如此撂着他不管不问数日后,安十九知道自己是被“软禁”了。虽则他还有人身自由,进出不受阻拦,但他心里很清楚,他出不了州府的城了。
或者说,只要孙旻一句话,他甚至出不了江西。安十九在来景德镇督陶之前,安乾曾经提醒过他,轻易不要得罪孙旻。此人心机深沉,简在帝心,非是对手,也不是友盟。其盘踞江西十数年,说句不好听的,和江西的土皇帝没什么两样。
三司衙门看似各司其职,其实军政都以他为中心,孙旻说一,三司不敢说二。这也是御窑厂大总管和盘托出腐败真相后,他宁愿自掏腰包也不敢打草惊蛇的根本原因。
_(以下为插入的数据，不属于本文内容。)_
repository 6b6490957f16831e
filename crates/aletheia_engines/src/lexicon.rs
#![forbid(unsafe_code)]

use unicode_normalization::UnicodeNormalization;

use aletheia_kernel_contracts::vt1lexicon::{PhraseTable, RiskLexicon};
use aletheia_kernel_contracts::{ContractViolation, Validate};

/// JSON loaders for store-supplied lexicon documents. The scoring engines
/// only ever see validated tables; a malformed document is rejected here,
/// before it can reach a live turn.
#[derive(Debug)]
pub enum LexiconError {
    Json(serde_json::Error),
    Contract(ContractViolation),
}

impl std::fmt::Display for LexiconError {
    fn fmt(&self, f: &mut std::fmt::Formatter<'_>) -> std::fmt::Result {
        match self {
            Self::Json(err) => write!(f, "lexicon json error: {err}"),
            Self::Contract(violation) => write!(f, "lexicon contract error: {violation:?}"),
        }
    }
}

impl std::error::Error for LexiconError {}

impl From<serde_json::Error> for LexiconError {
    fn from(value: serde_json::Error) -> Self {
        Self::Json(value)
    }
}

impl From<ContractViolation> for LexiconError {
    fn from(value: ContractViolation) -> Self {
        Self::Contract(value)
    }
}

pub fn load_phrase_table(raw: &str) -> Result<PhraseTable, LexiconError> {
    let table: PhraseTable = serde_json::from_str(raw)?;
    table.validate()?;
    Ok(table)
}

pub fn load_risk_lexicon(raw: &str) -> Result<RiskLexicon, LexiconError> {
    let lexicon: RiskLexicon = serde_json::from_str(raw)?;
    lexicon.validate()?;
    Ok(lexicon)
}

/// Canonical text form shared by every phrase matcher in the core: NFKC,
/// lowercase, curly apostrophes folded, whitespace collapsed to single
/// spaces.
pub fn normalize_text(text: &str) -> String {
    let folded: String = text
        .nfkc()
        .map(|c| match c {
            '\u{2019}' | '\u{2018}' => '\'',
            _ => c,
        })
        .collect();
    let lowered = folded.to_lowercase();
    let mut out = String::with_capacity(lowered.len());
    let mut last_was_space = true;
    for c in lowered.chars() {
        if c.is_whitespace() {
            if !last_was_space {
                out.push(' ');
                last_was_space = true;
            }
        } else {
            out.push(c);
            last_was_space = false;
        }
    }
    while out.ends_with(' ') {
        out.pop();
    }
    out
}

/// Substring containment over normalized text; phrases are stored
/// pre-normalized lowercase.
pub fn contains_phrase(normalized_text: &str, phrases: &[String]) -> Option<usize> {
    phrases
        .iter()
        .position(|phrase| normalized_text.contains(phrase.as_str()))
}
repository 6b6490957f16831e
#![forbid(unsafe_code)]

use serde::{Deserialize, Serialize};

use crate::common::{ContractViolation, SchemaVersion, Validate};

pub const VT1LEXICON_CONTRACT_VERSION: SchemaVersion = SchemaVersion(1);

pub const LEXICON_MAX_ENTRIES: usize = 256;
pub const LEXICON_MAX_PHRASE_CHARS: usize = 64;

/// Phrase tables consumed by the content classifier. Data-driven: the
/// cultural-context collaborator can ship replacement tables as JSON
/// documents without touching the scoring engine. Entries are stored
/// pre-normalized (lowercase); match order is deflection, positive,
/// negative.
#[derive(Debug, Clone, PartialEq, Eq, Serialize, Deserialize)]
pub struct PhraseTable {
    pub schema_version: SchemaVersion,
    pub deflection: Vec<String>,
    pub positive: Vec<String>,
    pub negative: Vec<String>,
}

impl PhraseTable {
    /// Starter tables so the core runs stand-alone before a store-supplied
    /// document is injected.
    pub fn mvp_v1() -> Self {
        Self {
            schema_version: VT1LEXICON_CONTRACT_VERSION,
            deflection: to_owned(&[
                "i'm fine",
                "im fine",
                "it's nothing",
                "its nothing",
                "it is nothing",
                "don't worry about me",
                "dont worry about me",
                "no big deal",
                "i'll manage",
                "ill manage",
                "i'm okay, really",
                "it is what it is",
                "can't complain",
                "cant complain",
            ]),
            positive: to_owned(&[
                "i'm happy",
                "im happy",
                "i feel good",
                "feeling great",
                "really good",
                "wonderful",
                "i'm excited",
                "im excited",
                "things are going well",
                "i'm proud",
                "im proud",
            ]),
            negative: to_owned(&[
                "i'm sad",
                "im sad",
                "i'm angry",
                "im angry",
                "i'm scared",
                "im scared",
                "terrible",
                "awful",
                "miserable",
                "hopeless",
                "worthless",
                "exhausted",
                "i hate",
                "i can't cope",
                "i cant cope",
                "overwhelmed",
            ]),
        }
    }
}

impl Validate for PhraseTable {
    fn validate(&self) -> Result<(), ContractViolation> {
        if self.schema_version != VT1LEXICON_CONTRACT_VERSION {
            return Err(ContractViolation::InvalidValue {
                field: "phrase_table.schema_version",
                reason: "must match VT1LEXICON_CONTRACT_VERSION",
            });
        }
        validate_phrase_list("phrase_table.deflection", &self.deflection)?;
        validate_phrase_list("phrase_table.positive", &self.positive)?;
        validate_phrase_list("phrase_table.negative", &self.negative)?;
        Ok(())
    }
}

/// Lexicon consumed by the risk assessor: direct crisis expressions and the
/// resolution/relief language used by the post-decision-calm pattern.
#[derive(Debug, Clone, PartialEq, Eq, Serialize, Deserialize)]
pub struct RiskLexicon {
    pub schema_version: SchemaVersion,
    pub crisis_keywords: Vec<String>,
    pub resolution_phrases: Vec<String>,
}

impl RiskLexicon {
    pub fn mvp_v1() -> Self {
        Self {
            schema_version: VT1LEXICON_CONTRACT_VERSION,
            crisis_keywords: to_owned(&[
                "kill myself",
                "end my life",
                "end it all",
                "suicide",
                "hurt myself",
                "harm myself",
                "not be here anymore",
                "no reason to live",
                "better off without me",
                "want to die",
                "want to disappear",
            ]),
            resolution_phrases: to_owned(&[
                "it's all sorted now",
                "its all sorted now",
                "everything is settled",
                "i've made my decision",
                "ive made my decision",
                "made my peace",
                "everything will be over soon",
                "it will all be over soon",
                "don't have to worry anymore",
                "dont have to worry anymore",
                "won't matter soon",
                "wont matter soon",
                "given everything away",
            ]),
        }
    }
}

impl Validate for RiskLexicon {
    fn validate(&self) -> Result<(), ContractViolation> {
        if self.schema_version != VT1LEXICON_CONTRACT_VERSION {
            return Err(ContractViolation::InvalidValue {
                field: "risk_lexicon.schema_version",
                reason: "must match VT1LEXICON_CONTRACT_VERSION",
            });
        }
        validate_phrase_list("risk_lexicon.crisis_keywords", &self.crisis_keywords)?;
        validate_phrase_list("risk_lexicon.resolution_phrases", &self.resolution_phrases)?;
        Ok(())
    }
}

fn validate_phrase_list(
    field: &'static str,
    phrases: &[String],
) -> Result<(), ContractViolation> {
    if phrases.len() > LEXICON_MAX_ENTRIES {
        return Err(ContractViolation::InvalidValue {
            field,
            reason: "exceeds max entry count",
        });
    }
    for phrase in phrases {
        if phrase.trim().is_empty() {
            return Err(ContractViolation::InvalidValue {
                field,
                reason: "entries must not be empty",
            });
        }
        if phrase.chars().count() > LEXICON_MAX_PHRASE_CHARS {
            return Err(ContractViolation::InvalidValue {
                field,
                reason: "entry exceeds max length",
            });
        }
        if phrase.chars().any(|c| c.is_uppercase()) {
            return Err(ContractViolation::InvalidValue {
                field,
                reason: "entries must be pre-normalized lowercase",
            });
        }
    }
    Ok(())
}

fn to_owned(items: &[&str]) -> Vec<String> {
    items.iter().map(|s| s.to_string()).collect()
}

#[cfg(test)]
mod tests {
    use super::*;

    #[test]
    fn at_lexicon_contract_01_starter_tables_are_schema_valid() {
        assert!(PhraseTable::mvp_v1().validate().is_ok());
        assert!(RiskLexicon::mvp_v1().validate().is_ok());
    }

    #[test]
    fn at_lexicon_contract_02_uppercase_entries_are_rejected() {
        let mut table = PhraseTable::mvp_v1();
        table.positive.push("I'm Happy".to_string());
        assert!(table.validate().is_err());
    }

    #[test]
    fn at_lexicon_contract_03_empty_entries_are_rejected() {
        let mut lexicon = RiskLexicon::mvp_v1();
        lexicon.crisis_keywords.push("  ".to_string());
        assert!(lexicon.validate().is_err());
    }
}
说真的,来的路上他不是想过借机试试孙旻的深浅,看看被吃掉的民脂民膏是否是他的杰作,然而除了进城当日孙旻为演戏见过他一次后,就再也没露脸。
他连日奔波,四处碰壁,形同软禁,莫可奈何。
不得已,只能服软。
如此又被晾着数日,孙旻终于拨冗,邀他共赴酒宴。安十九哪有心情寻欢作乐,一晚上都在盘算如何撬开孙旻的嘴,让他透露此番敲打的真实目的。是想赖账,任他自生自灭?还是先礼后兵,直接把他埋了?
安十九内心煎熬。
酒过三巡后,舞姬和宾客们相继退下,孙旻终于开启正题,一上来就先哭穷。
安十九环视一圈,虽则此时空荡荡的鹿台只剩他们二人,但他凭着内廷摸打滚爬十数年的直觉,嗅到一股肃杀之气。
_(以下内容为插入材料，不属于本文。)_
#![forbid(unsafe_code)]

use serde::{Deserialize, Serialize};

#[derive(Debug, Clone, Copy, PartialEq, Eq, PartialOrd, Ord, Hash, Serialize, Deserialize)]
pub struct SchemaVersion(pub u32);

#[derive(Debug, Clone, Copy, PartialEq, Eq, PartialOrd, Ord, Hash)]
pub struct MonotonicTimeNs(pub u64);

#[derive(Debug, Clone, Copy, PartialEq, Eq, PartialOrd, Ord, Hash)]
pub struct ReasonCodeId(pub u32);

#[derive(Debug, Clone, Copy, PartialEq, Eq, PartialOrd, Ord, Hash)]
pub struct CorrelationId(pub u128);

impl Validate for CorrelationId {
    fn validate(&self) -> Result<(), ContractViolation> {
        if self.0 == 0 {
            return Err(ContractViolation::InvalidValue {
                field: "correlation_id",
                reason: "must be > 0",
            });
        }
        Ok(())
    }
}

#[derive(Debug, Clone, Copy, PartialEq, Eq, PartialOrd, Ord, Hash)]
pub struct TurnId(pub u64);

impl Validate for TurnId {
    fn validate(&self) -> Result<(), ContractViolation> {
        if self.0 == 0 {
            return Err(ContractViolation::InvalidValue {
                field: "turn_id",
                reason: "must be > 0",
            });
        }
        Ok(())
    }
}

#[derive(Debug, Clone, PartialEq, Eq, PartialOrd, Ord, Hash)]
pub struct SessionId(String);

impl SessionId {
    pub fn new(id: impl Into<String>) -> Result<Self, ContractViolation> {
        let v = Self(id.into());
        v.validate()?;
        Ok(v)
    }

    pub fn as_str(&self) -> &str {
        &self.0
    }
}

impl Validate for SessionId {
    fn validate(&self) -> Result<(), ContractViolation> {
        validate_token("session_id", &self.0, 128)
    }
}

#[derive(Debug, Clone, PartialEq)]
pub enum ContractViolation {
    InvalidValue {
        field: &'static str,
        reason: &'static str,
    },
    InvalidRange {
        field: &'static str,
        min: f64,
        max: f64,
        got: f64,
    },
    NotFinite {
        field: &'static str,
    },
}

pub trait Validate {
    fn validate(&self) -> Result<(), ContractViolation>;
}

pub fn validate_token(
    field: &'static str,
    value: &str,
    max_len: usize,
) -> Result<(), ContractViolation> {
    if value.trim().is_empty() {
        return Err(ContractViolation::InvalidValue {
            field,
            reason: "must not be empty",
        });
    }
    if value.len() > max_len {
        return Err(ContractViolation::InvalidValue {
            field,
            reason: "exceeds max length",
        });
    }
    if !value.is_ascii() {
        return Err(ContractViolation::InvalidValue {
            field,
            reason: "must be ASCII",
        });
    }
    Ok(())
}

pub fn validate_unit_interval(field: &'static str, value: f64) -> Result<(), ContractViolation> {
    if !value.is_finite() {
        return Err(ContractViolation::NotFinite { field });
    }
    if !(0.0..=1.0).contains(&value) {
        return Err(ContractViolation::InvalidRange {
            field,
            min: 0.0,
            max: 1.0,
            got: value,
        });
    }
    Ok(())
}

pub fn validate_finite(field: &'static str, value: f64) -> Result<(), ContractViolation> {
    if !value.is_finite() {
        return Err(ContractViolation::NotFinite { field });
    }
    Ok(())
}

pub fn validate_finite_opt(
    field: &'static str,
    value: Option<f64>,
) -> Result<(), ContractViolation> {
    if let Some(v) = value {
        validate_finite(field, v)?;
    }
    Ok(())
}
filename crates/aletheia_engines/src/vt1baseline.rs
#![forbid(unsafe_code)]

use aletheia_kernel_contracts::vt1baseline::UserVoiceBaseline;
use aletheia_kernel_contracts::vt1voice::AcousticFeatureVector;

#[derive(Debug, Clone, Copy, PartialEq)]
pub struct Vt1BaselineConfig {
    /// Small positive floor preventing division by zero when a stored
    /// spread collapses to zero.
    pub sigma_floor: f64,
    /// Deviations are clipped at this many sigmas before normalization.
    pub max_sigma_distance: f64,
    /// The baseline store carries no spread for speech rate; this constant
    /// stands in for it.
    pub speech_rate_sigma: f64,
}

impl Vt1BaselineConfig {
    pub fn mvp_v1() -> Self {
        Self {
            sigma_floor: 1e-6,
            max_sigma_distance: 2.0,
            speech_rate_sigma: 0.5,
        }
    }
}

/// Normalized distance of the current turn's acoustic statistics from the
/// user's personal historical normal.
#[derive(Debug, Clone)]
pub struct Vt1BaselineRuntime {
    config: Vt1BaselineConfig,
}

impl Vt1BaselineRuntime {
    pub fn new(config: Vt1BaselineConfig) -> Self {
        Self { config }
    }

    /// Deviation in [0, 1]. An absent or unestablished baseline yields 0.0:
    /// no deviation can be claimed without data. Callers that need to
    /// distinguish "no data" from "no deviation" must check `established`
    /// separately.
    pub fn deviate(
        &self,
        features: &AcousticFeatureVector,
        baseline: Option<&UserVoiceBaseline>,
    ) -> f64 {
        let baseline = match baseline {
            Some(b) if b.established => b,
            _ => return 0.0,
        };

        let mut total = 0.0;
        let mut compared = 0u32;
        let per_feature = [
            (
                features.pitch_mean_hz,
                baseline.typical_pitch_mean_hz,
                baseline.typical_pitch_std_hz,
            ),
            (
                features.energy_mean,
                baseline.typical_energy_mean,
                baseline.typical_energy_std,
            ),
            (
                features.speech_rate_sps,
                baseline.typical_speech_rate_sps,
                self.config.speech_rate_sigma,
            ),
        ];
        for (current, typical, sigma) in per_feature {
            if let Some(current) = current {
                total += self.feature_deviation(current, typical, sigma);
                compared += 1;
            }
        }

        if compared == 0 {
            return 0.0;
        }
        total / f64::from(compared)
    }

    fn feature_deviation(&self, current: f64, typical: f64, sigma: f64) -> f64 {
        let spread = sigma.max(self.config.sigma_floor);
        let distance = ((current - typical).abs() / spread).min(self.config.max_sigma_distance);
        distance / self.config.max_sigma_distance
    }
}
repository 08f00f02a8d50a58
mod common;
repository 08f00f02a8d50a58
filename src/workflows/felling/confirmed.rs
//! Proposed versus confirmed felling and restocking details. Proposed
//! records come from the applicant; confirmed records are what the woodland
//! officer actually agrees per compartment. Species reconciliation is a set
//! difference over maps keyed by species code rather than in-place mutation.

use std::collections::BTreeMap;

use serde::{Deserialize, Serialize};
use uuid::Uuid;

use super::domain::ApplicationId;

/// Species codes treated as larch for the larch check stage.
pub const LARCH_SPECIES_CODES: [&str; 3] = ["EL", "HL", "JL"];

/// Felling operation agreed or proposed for a compartment.
#[derive(Debug, Clone, Copy, PartialEq, Eq, Serialize, Deserialize)]
#[serde(rename_all = "snake_case")]
pub enum FellingOperationType {
    ClearFelling,
    FellingOfCoppice,
    FellingIndividualTrees,
    RegenerationFelling,
    Thinning,
    Deforestation,
}

/// How a felled compartment will be restocked.
#[derive(Debug, Clone, Copy, PartialEq, Eq, Serialize, Deserialize)]
#[serde(rename_all = "snake_case")]
pub enum RestockingProposal {
    ReplantFelledArea,
    RestockAlternativeArea,
    NaturalRegeneration,
    DoNotIntendToRestock,
}

/// Species entry on a felling detail.
#[derive(Debug, Clone, PartialEq, Eq, Serialize, Deserialize)]
pub struct FellingSpecies {
    pub species_code: String,
}

/// Species entry on a restocking detail, with the share of the restocked
/// area it covers.
#[derive(Debug, Clone, PartialEq, Serialize, Deserialize)]
pub struct RestockingSpecies {
    pub species_code: String,
    pub percentage: Option<f64>,
}

/// Applicant-proposed felling for one compartment.
#[derive(Debug, Clone, PartialEq, Serialize, Deserialize)]
pub struct ProposedFellingDetail {
    pub application_id: ApplicationId,
    pub compartment_id: Uuid,
    pub operation_type: FellingOperationType,
    pub area_hectares: f64,
    pub species: Vec<FellingSpecies>,
}

/// Officer-confirmed felling for one compartment.
#[derive(Debug, Clone, PartialEq, Serialize, Deserialize)]
pub struct ConfirmedFellingDetail {
    pub application_id: ApplicationId,
    pub compartment_id: Uuid,
    pub operation_type: FellingOperationType,
    pub area_hectares: f64,
    pub estimated_total_felling_volume: Option<f64>,
    pub species: Vec<FellingSpecies>,
}

/// Officer-confirmed restocking for one compartment.
#[derive(Debug, Clone, PartialEq, Serialize, Deserialize)]
pub struct ConfirmedRestockingDetail {
    pub application_id: ApplicationId,
    pub compartment_id: Uuid,
    pub proposal: RestockingProposal,
    pub area_hectares: f64,
    pub species: Vec<RestockingSpecies>,
}

fn is_larch(code: &str) -> bool {
    LARCH_SPECIES_CODES
        .iter()
        .any(|larch| larch.eq_ignore_ascii_case(code))
}

/// Whether any proposed or confirmed felling detail references a larch
/// species. Drives the larch check stage being required at all.
pub fn references_larch(
    proposed: &[ProposedFellingDetail],
    confirmed: &[ConfirmedFellingDetail],
) -> bool {
    proposed
        .iter()
        .flat_map(|detail| detail.species.iter())
        .chain(confirmed.iter().flat_map(|detail| detail.species.iter()))
        .any(|species| is_larch(&species.species_code))
}

/// Whether any felling detail indicates deforestation, which brings the
/// application under EIA screening.
pub fn requires_eia_screening(
    proposed: &[ProposedFellingDetail],
    confirmed: &[ConfirmedFellingDetail],
) -> bool {
    proposed
        .iter()
        .any(|detail| detail.operation_type == FellingOperationType::Deforestation)
        || confirmed
            .iter()
            .any(|detail| detail.operation_type == FellingOperationType::Deforestation)
}

/// Outcome of diffing a confirmed species list against the desired map.
#[derive(Debug, Clone, Default, PartialEq)]
pub struct SpeciesDelta {
    pub additions: Vec<RestockingSpecies>,
    pub removals: Vec<String>,
    pub updates: Vec<RestockingSpecies>,
}

impl SpeciesDelta {
    pub fn is_empty(&self) -> bool {
        self.additions.is_empty() && self.removals.is_empty() && self.updates.is_empty()
    }
}

/// Compute additions, removals, and percentage updates needed to bring the
/// current species list in line with the desired map.
pub fn reconcile_species(
    current: &[RestockingSpecies],
    desired: &BTreeMap<String, Option<f64>>,
) -> SpeciesDelta {
    let mut delta = SpeciesDelta::default();

    let existing: BTreeMap<&str, &RestockingSpecies> = current
        .iter()
        .map(|species| (species.species_code.as_str(), species))
        .collect();

    for (code, percentage) in desired {
        match existing.get(code.as_str()) {
            None => delta.additions.push(RestockingSpecies {
                species_code: code.clone(),
                percentage: *percentage,
            }),
            Some(species) if species.percentage != *percentage => {
                delta.updates.push(RestockingSpecies {
                    species_code: code.clone(),
                    percentage: *percentage,
                });
            }
            Some(_) => {}
        }
    }

    for species in current {
        if !desired.contains_key(&species.species_code) {
            delta.removals.push(species.species_code.clone());
        }
    }

    delta
}

/// Apply a reconciliation, producing the new species list sorted by code.
pub fn apply_species(desired: &BTreeMap<String, Option<f64>>) -> Vec<RestockingSpecies> {
    desired
        .iter()
        .map(|(code, percentage)| RestockingSpecies {
            species_code: code.clone(),
            percentage: *percentage,
        })
        .collect()
}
他知道黑暗处有许多双眼睛正盯着他,如同深夜里窥伺着猎物的狼群。只要头狼一声令下,它们就会立刻扑上来撕咬,将他吃干抹净。
他冷不丁打了个寒战,强打起精神应付孙旻。
孙旻不再绕弯子,径直道:“不瞒安大人,这几年年景不好,赋税吃紧,百姓苦不堪言,地方为天灾战乱输送货粮,几被掏空,如今是一点也拿不出来了。既陛下开恩,想多多照拂景德镇瓷业的发展,叫我说,不如从景德镇再想想办法?”
安十九干笑两声:“大人何意?”
孙旻道:“景德镇乃为江右巨镇,多的是富得流油的商贾,为瓷业建设出一份力,想必他们不会拒绝。”
安十九心道说得容易,谁不想当“只进不出”的貔貅?便是他孙大人,搭架子唱戏三转四绕蒸腾人够呛,不也是为了那三瓜两枣?况且三窑九会的头目多是地方豪强,本就不好对付,如今他已拖欠了他们万寿瓷余款,若再敲诈冬令瓷钦银,他们不得反过来扒了他的皮?他可不想落得潘相的下场!
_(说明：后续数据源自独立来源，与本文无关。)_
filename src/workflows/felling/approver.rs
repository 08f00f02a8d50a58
//! Approver (field manager) checklist updates while an application sits in
//! `SentForApproval`.

use std::sync::Arc;

use chrono::{DateTime, Utc};

use super::domain::{
    active_assignee, current_status, ApplicationId, AssignedRole, FellingStatus, UserId,
};
use super::repository::{
    ApplicationRepository, ChangeSet, EntityMutation, PersistenceError, RepositoryError,
};
use super::review::{ApproverReview, RecommendedDecision};

/// Checklist state submitted by the approver ahead of the final decision.
#[derive(Debug, Clone, Default, PartialEq)]
pub struct ApproverReviewModel {
    pub checked_application: Option<bool>,
    pub checked_documentation: Option<bool>,
    pub checked_case_notes: Option<bool>,
    pub checked_woodland_officer_review: Option<bool>,
    pub requested_decision: Option<RecommendedDecision>,
    pub approved_licence_duration_years: Option<u8>,
    pub duration_change_reason: Option<String>,
}

/// Failures raised by the approver review operations.
#[derive(Debug, thiserror::Error)]
pub enum ApproverReviewError {
    #[error("application not found")]
    ApplicationNotFound,
    #[error("application has no status history")]
    NoStatusHistory,
    #[error("operation requires status Sent For Approval, application is {0}")]
    InvalidStatus(FellingStatus),
    #[error("performing user is not the assigned field manager")]
    PerformingUserNotAssigned,
    #[error(transparent)]
    Repository(#[from] RepositoryError),
    #[error(transparent)]
    Persistence(#[from] PersistenceError),
}

/// Service over the approver review aggregate.
pub struct ApproverReviewService<R> {
    repository: Arc<R>,
}

impl<R> ApproverReviewService<R>
where
    R: ApplicationRepository,
{
    pub fn new(repository: Arc<R>) -> Self {
        Self { repository }
    }

    /// Record the approver's checklist, creating the aggregate on first
    /// touch. Only the assigned field manager may write it, and only while
    /// the application awaits a decision.
    pub fn update_review(
        &self,
        application_id: ApplicationId,
        model: ApproverReviewModel,
        performing_user: UserId,
        now: DateTime<Utc>,
    ) -> Result<(), ApproverReviewError> {
        if self
            .repository
            .get_application(application_id)?
            .is_none()
        {
            return Err(ApproverReviewError::ApplicationNotFound);
        }

        let history = self.repository.get_status_history(application_id)?;
        let current = current_status(&history)
            .ok_or(ApproverReviewError::NoStatusHistory)?
            .status;
        if current != FellingStatus::SentForApproval {
            return Err(ApproverReviewError::InvalidStatus(current));
        }

        let assignees = self.repository.get_assignee_history(application_id)?;
        let field_manager = active_assignee(&assignees, AssignedRole::FieldManager);
        if field_manager.map(|entry| entry.user) != Some(performing_user) {
            return Err(ApproverReviewError::PerformingUserNotAssigned);
        }

        let mut review = self
            .repository
            .get_approver_review(application_id)?
            .unwrap_or(ApproverReview {
                application_id,
                checked_application: None,
                checked_documentation: None,
                checked_case_notes: None,
                checked_woodland_officer_review: None,
                requested_decision: None,
                approved_licence_duration_years: None,
                duration_change_reason: None,
                last_updated_by: performing_user,
                last_updated_date: now,
            });

        review.checked_application = model.checked_application;
        review.checked_documentation = model.checked_documentation;
        review.checked_case_notes = model.checked_case_notes;
        review.checked_woodland_officer_review = model.checked_woodland_officer_review;
        review.requested_decision = model.requested_decision;
        review.approved_licence_duration_years = model.approved_licence_duration_years;
        review.duration_change_reason = model.duration_change_reason;
        review.last_updated_by = performing_user;
        review.last_updated_date = now;

        let mut changes = ChangeSet::new(application_id);
        changes.push(EntityMutation::UpsertApproverReview(review));
        self.repository.commit(changes)?;
        Ok(())
    }
}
“孙大人,非我不尽心,若有办法,我如何敢劳烦到您?”
“安大人说笑了,你既任督陶官,吃了御窑厂的供奉,就该清楚,解决钦银是你的责任。哪怕自讨苦吃,你也得吃。”
安十九暗道还不是你们这帮人吃得太狠太过,否则他何至于此?
“成立陶业监察会旨在为百采革新添一笔漂亮的政绩,于大人而言也是丰功伟业。今后调回京城,直入内阁,必得帝心。大人松松手指缝,此事也就成了,何必为难下官?”
“哦,安大人的意思是,若我未得入阁,便是今日之错?”
“此乃圣心,圣心不可违,还请孙大人三思。”
“安大人不必拿陛下压我。若说圣心,如今更得圣心的不是安大人吗?万寿宴出尽风头的不也是安大人吗?若让司礼监的那位安总管得知他的小十九身家巨丰,动辄用到镇上十几家钱庄兑银才能搬空私库,不知圣心又该如何?”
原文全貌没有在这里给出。